Exercise aim :: Wherever the word "properties" occurs in the lines below, copy the whole line.

*** Exercise material ***

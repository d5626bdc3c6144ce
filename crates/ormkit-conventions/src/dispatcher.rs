//! Dispatch of structural events to convention lists.
//!
//! Dispatch is synchronous and re-entrant: a convention that mutates the
//! model through the builder triggers the conventions for that mutation on the
//! same call stack, before its own `apply` returns. Termination relies on
//! conventions being idempotent under the source guard.

use std::sync::Arc;

use ormkit_core::{EntityTypeId, ForeignKey, ForeignKeyId, KeyId, PropertyId, Result};

use crate::LOG_TARGET;
use crate::builder::InternalModelBuilder;
use crate::convention_set::ConventionSet;

/// Runs the conventions registered for each event, in registration order.
#[derive(Debug, Clone)]
pub struct ConventionDispatcher {
    conventions: Arc<ConventionSet>,
}

impl ConventionDispatcher {
    /// Dispatcher over `conventions`.
    pub fn new(conventions: Arc<ConventionSet>) -> Self {
        Self { conventions }
    }

    /// The registered conventions.
    pub fn conventions(&self) -> &Arc<ConventionSet> {
        &self.conventions
    }

    /// Runs the model-initialized conventions once, before any entity type exists.
    pub fn on_model_initialized(&self, builder: &mut InternalModelBuilder) -> Result<()> {
        for convention in &self.conventions.model_initialized {
            tracing::trace!(target: LOG_TARGET, convention = convention.name(), "ModelInitialized");
            convention.apply(builder)?;
        }
        Ok(())
    }

    /// Runs the entity-type-added conventions. Returns `None` once a convention
    /// removes or replaces the entity type out from under the chain.
    pub fn on_entity_type_added(
        &self,
        builder: &mut InternalModelBuilder,
        entity_type: EntityTypeId,
    ) -> Result<Option<EntityTypeId>> {
        let mut current = entity_type;
        for convention in &self.conventions.entity_type_added {
            tracing::trace!(
                target: LOG_TARGET,
                convention = convention.name(),
                entity_type = current.index(),
                "EntityTypeAdded"
            );
            match convention.apply(builder, current)? {
                Some(next) if builder.model().entity_type(next).is_some() => current = next,
                _ => return Ok(None),
            }
        }
        Ok(Some(current))
    }

    /// Runs the property-added conventions; `None` if the property is gone.
    pub fn on_property_added(
        &self,
        builder: &mut InternalModelBuilder,
        property: PropertyId,
    ) -> Result<Option<PropertyId>> {
        let mut current = property;
        for convention in &self.conventions.property_added {
            tracing::trace!(
                target: LOG_TARGET,
                convention = convention.name(),
                property = current.index(),
                "PropertyAdded"
            );
            match convention.apply(builder, current)? {
                Some(next) if builder.model().property(next).is_some() => current = next,
                _ => return Ok(None),
            }
        }
        Ok(Some(current))
    }

    /// Runs the key-added conventions; `None` if the key is gone.
    pub fn on_key_added(
        &self,
        builder: &mut InternalModelBuilder,
        key: KeyId,
    ) -> Result<Option<KeyId>> {
        let mut current = key;
        for convention in &self.conventions.key_added {
            tracing::trace!(
                target: LOG_TARGET,
                convention = convention.name(),
                key = current.index(),
                "KeyAdded"
            );
            match convention.apply(builder, current)? {
                Some(next) if builder.model().key(next).is_some() => current = next,
                _ => return Ok(None),
            }
        }
        Ok(Some(current))
    }

    /// Runs the foreign-key-added conventions; `None` if the foreign key is gone.
    pub fn on_foreign_key_added(
        &self,
        builder: &mut InternalModelBuilder,
        foreign_key: ForeignKeyId,
    ) -> Result<Option<ForeignKeyId>> {
        let mut current = foreign_key;
        for convention in &self.conventions.foreign_key_added {
            tracing::trace!(
                target: LOG_TARGET,
                convention = convention.name(),
                foreign_key = current.index(),
                "ForeignKeyAdded"
            );
            match convention.apply(builder, current)? {
                Some(next) if builder.model().foreign_key(next).is_some() => current = next,
                _ => return Ok(None),
            }
        }
        Ok(Some(current))
    }

    /// Runs the foreign-key-removed conventions against the detached `foreign_key`.
    /// Stops early if `dependent` itself has been removed.
    pub fn on_foreign_key_removed(
        &self,
        builder: &mut InternalModelBuilder,
        dependent: EntityTypeId,
        foreign_key: &ForeignKey,
    ) -> Result<()> {
        for convention in &self.conventions.foreign_key_removed {
            if builder.model().entity_type(dependent).is_none() {
                break;
            }
            tracing::trace!(
                target: LOG_TARGET,
                convention = convention.name(),
                entity_type = dependent.index(),
                "ForeignKeyRemoved"
            );
            convention.apply(builder, dependent, foreign_key)?;
        }
        Ok(())
    }

    /// Runs the model-built conventions.
    pub fn on_model_built(&self, builder: &mut InternalModelBuilder) -> Result<()> {
        for convention in &self.conventions.model_built {
            tracing::trace!(target: LOG_TARGET, convention = convention.name(), "ModelBuilt");
            convention.apply(builder)?;
        }
        Ok(())
    }
}
//! Core metadata types for ormkit.
//!
//! `ormkit-core` is the **foundation layer**: it defines the metadata graph that
//! conventions refine and that query translation reads.
//!
//! # Role In The Architecture
//!
//! - **Precedence**: [`ConfigurationSource`] and [`Configured`] implement the single
//!   guarded-write rule used for every configurable attribute.
//! - **Metadata graph**: [`Model`] owns entity types, properties, keys, foreign keys
//!   and navigations in arenas addressed by typed ids.
//! - **Source shapes**: [`EntityShape`] and [`Marker`] describe the mapped types and
//!   their declarative markers; [`MarkerProvider`] is the lookup conventions use.
//! - **Providers**: relational and SQL Server accessors over the namespaced
//!   annotation store.
//!
//! # Who Uses This Crate
//!
//! - `ormkit-conventions` mutates the graph through its convention-aware builder.
//! - `ormkit-query` binds query members against a built [`Model`].
//! - `ormkit` re-exports everything behind its public model builder.

pub mod annotation;
pub mod error;
pub mod marker;
pub mod metadata;
pub mod providers;
pub mod shape;
pub mod snapshot;
pub mod source;
pub mod types;

pub use annotation::{Annotation, Annotations};
pub use error::{Error, Result};
pub use marker::{DatabaseGeneratedOption, Marker, MarkerKind, MarkerProvider};
pub use metadata::{
    EntityType, EntityTypeId, ForeignKey, ForeignKeyId, Key, KeyId, Model, Navigation,
    NavigationId, Property, PropertyId,
};
pub use providers::{
    RelationalEntityTypeExt, RelationalNames, Sequence, SqlServerModel, SqlServerModelExt,
    SqlServerNames, SqlServerValueGeneration, TableMapping,
};
pub use shape::{EntityShape, Mapped, MemberInfo, MemberKind};
pub use snapshot::{
    EntityTypeSnapshot, ForeignKeySnapshot, KeySnapshot, ModelSnapshot, NavigationSnapshot,
    PropertySnapshot,
};
pub use source::{ConfigurationSource, Configured};
pub use types::{StoreGeneratedPattern, ValueType};

#[cfg(test)]
mod tests {
    use super::*;

    fn assert_send_sync<T: Send + Sync>() {}

    #[test]
    fn test_model_is_shareable() {
        assert_send_sync::<Model>();
        assert_send_sync::<ModelSnapshot>();
    }
}
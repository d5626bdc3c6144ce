//! Error types for model building.

use std::error::Error as StdError;
use std::fmt;

/// Errors that abort a model build.
///
/// Guard rejections are not errors; guarded setters report them through
/// their return value.
#[derive(Debug, Clone, PartialEq, Eq)]
pub enum Error {
    /// Several properties carry a `Key` marker and no explicit key resolves
    /// their order.
    CompositePrimaryKeyFromDataAnnotation {
        /// Display name of the entity type.
        entity_type: String,
    },
    /// A foreign key's properties do not fit the principal key.
    IncompatibleForeignKey {
        /// Dependent entity type.
        dependent: String,
        /// Principal entity type.
        principal: String,
        /// What did not match.
        reason: String,
    },
    /// The principal side of a relationship has no key to reference.
    MissingPrincipalKey {
        /// Principal entity type.
        principal: String,
    },
    /// A builder call received an unusable argument.
    InvalidArgument {
        /// Argument name.
        argument: &'static str,
        /// Why it was rejected.
        reason: String,
    },
    /// The named entity type is not part of the model.
    EntityTypeNotFound(String),
    /// The named property does not exist on the entity type.
    PropertyNotFound {
        /// Entity type.
        entity_type: String,
        /// Property name.
        property: String,
    },
    /// Annotation payload could not be (de)serialized.
    Serialization(String),
}

impl Error {
    /// Shorthand for [`Error::InvalidArgument`].
    pub fn invalid_argument(argument: &'static str, reason: impl Into<String>) -> Self {
        Error::InvalidArgument {
            argument,
            reason: reason.into(),
        }
    }
}

impl fmt::Display for Error {
    fn fmt(&self, f: &mut fmt::Formatter<'_>) -> fmt::Result {
        match self {
            Error::CompositePrimaryKeyFromDataAnnotation { entity_type } => write!(
                f,
                "entity type '{}' has a composite primary key defined with Key markers; \
                 composite primary keys can only be set with an explicit key definition",
                entity_type
            ),
            Error::IncompatibleForeignKey {
                dependent,
                principal,
                reason,
            } => write!(
                f,
                "foreign key from '{}' to '{}' is incompatible with the principal key: {}",
                dependent, principal, reason
            ),
            Error::MissingPrincipalKey { principal } => write!(
                f,
                "entity type '{}' cannot be the principal of a relationship because it has no key",
                principal
            ),
            Error::InvalidArgument { argument, reason } => {
                write!(f, "invalid argument '{}': {}", argument, reason)
            }
            Error::EntityTypeNotFound(name) => {
                write!(f, "entity type '{}' is not part of the model", name)
            }
            Error::PropertyNotFound {
                entity_type,
                property,
            } => write!(
                f,
                "property '{}' does not exist on entity type '{}'",
                property, entity_type
            ),
            Error::Serialization(msg) => write!(f, "annotation serialization failed: {}", msg),
        }
    }
}

impl StdError for Error {}

impl From<serde_json::Error> for Error {
    fn from(err: serde_json::Error) -> Self {
        Error::Serialization(err.to_string())
    }
}

/// Result alias for model-building operations.
pub type Result<T> = std::result::Result<T, Error>;

#[cfg(test)]
mod tests {
    use super::*;

    #[test]
    fn test_composite_key_message_names_entity() {
        let err = Error::CompositePrimaryKeyFromDataAnnotation {
            entity_type: "B".to_string(),
        };
        assert!(err.to_string().contains("'B'"));
    }

    #[test]
    fn test_invalid_argument_display() {
        let err = Error::invalid_argument("property_names", "must not be empty");
        assert_eq!(
            err.to_string(),
            "invalid argument 'property_names': must not be empty"
        );
    }
}
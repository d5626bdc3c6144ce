//! Convention pipeline for ormkit.
//!
//! `ormkit-conventions` turns a handful of source shapes into a complete
//! metadata [`Model`](ormkit_core::Model) by reacting to structural events.
//!
//! # Role In The Architecture
//!
//! - **Builder**: [`InternalModelBuilder`] is the only way the graph is mutated.
//!   Every write is guarded by [`ConfigurationSource`](ormkit_core::ConfigurationSource)
//!   and every structural change is reported to the [`ConventionDispatcher`].
//! - **Convention set**: [`ConventionSet`] holds one ordered list per event;
//!   [`CoreConventionSetBuilder`], [`RelationalConventionSetBuilder`] and
//!   [`SqlServerConventionSetBuilder`] fill it in layers.
//! - **Conventions**: discovery (properties, keys, relationships, foreign key
//!   properties) and declarative markers (`[Key]`, `[Required]`, `[Table]`...).
//!
//! # Who Uses This Crate
//!
//! - `ormkit` wraps [`InternalModelBuilder`] in its explicit-source public
//!   builder.
//! - Provider crates add their own conventions by implementing
//!   [`ConventionSetBuilder`] on top of the relational one.

pub mod builder;
pub mod convention;
pub mod convention_set;
pub mod conventions;
pub mod dispatcher;

mod naming;

/// `tracing` target for convention and builder events.
pub const LOG_TARGET: &str = "ormkit::conventions";

pub use builder::InternalModelBuilder;
pub use convention::{
    EntityTypeAddedConvention, ForeignKeyAddedConvention, ForeignKeyRemovedConvention,
    KeyAddedConvention, ModelBuiltConvention, ModelInitializedConvention, PropertyAddedConvention,
};
pub use convention_set::{
    ConventionSet, ConventionSetBuilder, CoreConventionSetBuilder, RelationalConventionSetBuilder,
    SqlServerConventionSetBuilder,
};
pub use conventions::{
    ConcurrencyCheckAttributeConvention, DatabaseGeneratedAttributeConvention,
    ForeignKeyPropertyDiscoveryConvention, KeyAttributeConvention, KeyConvention,
    KeyDiscoveryConvention, PropertyDiscoveryConvention, RelationalTableAttributeConvention,
    RelationshipDiscoveryConvention, RequiredAttributeConvention,
    SqlServerIdentityStrategyConvention,
};
pub use dispatcher::ConventionDispatcher;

*** End of Exercise material ***

Result of the task ::
//! - **Metadata graph**: [`Model`] owns entity types, properties, keys, foreign keys
    /// Several properties carry a `Key` marker and no explicit key resolves
    /// A foreign key's properties do not fit the principal key.
//! - **Conventions**: discovery (properties, keys, relationships, foreign key
//!   properties) and declarative markers (`[Key]`, `[Required]`, `[Table]`...).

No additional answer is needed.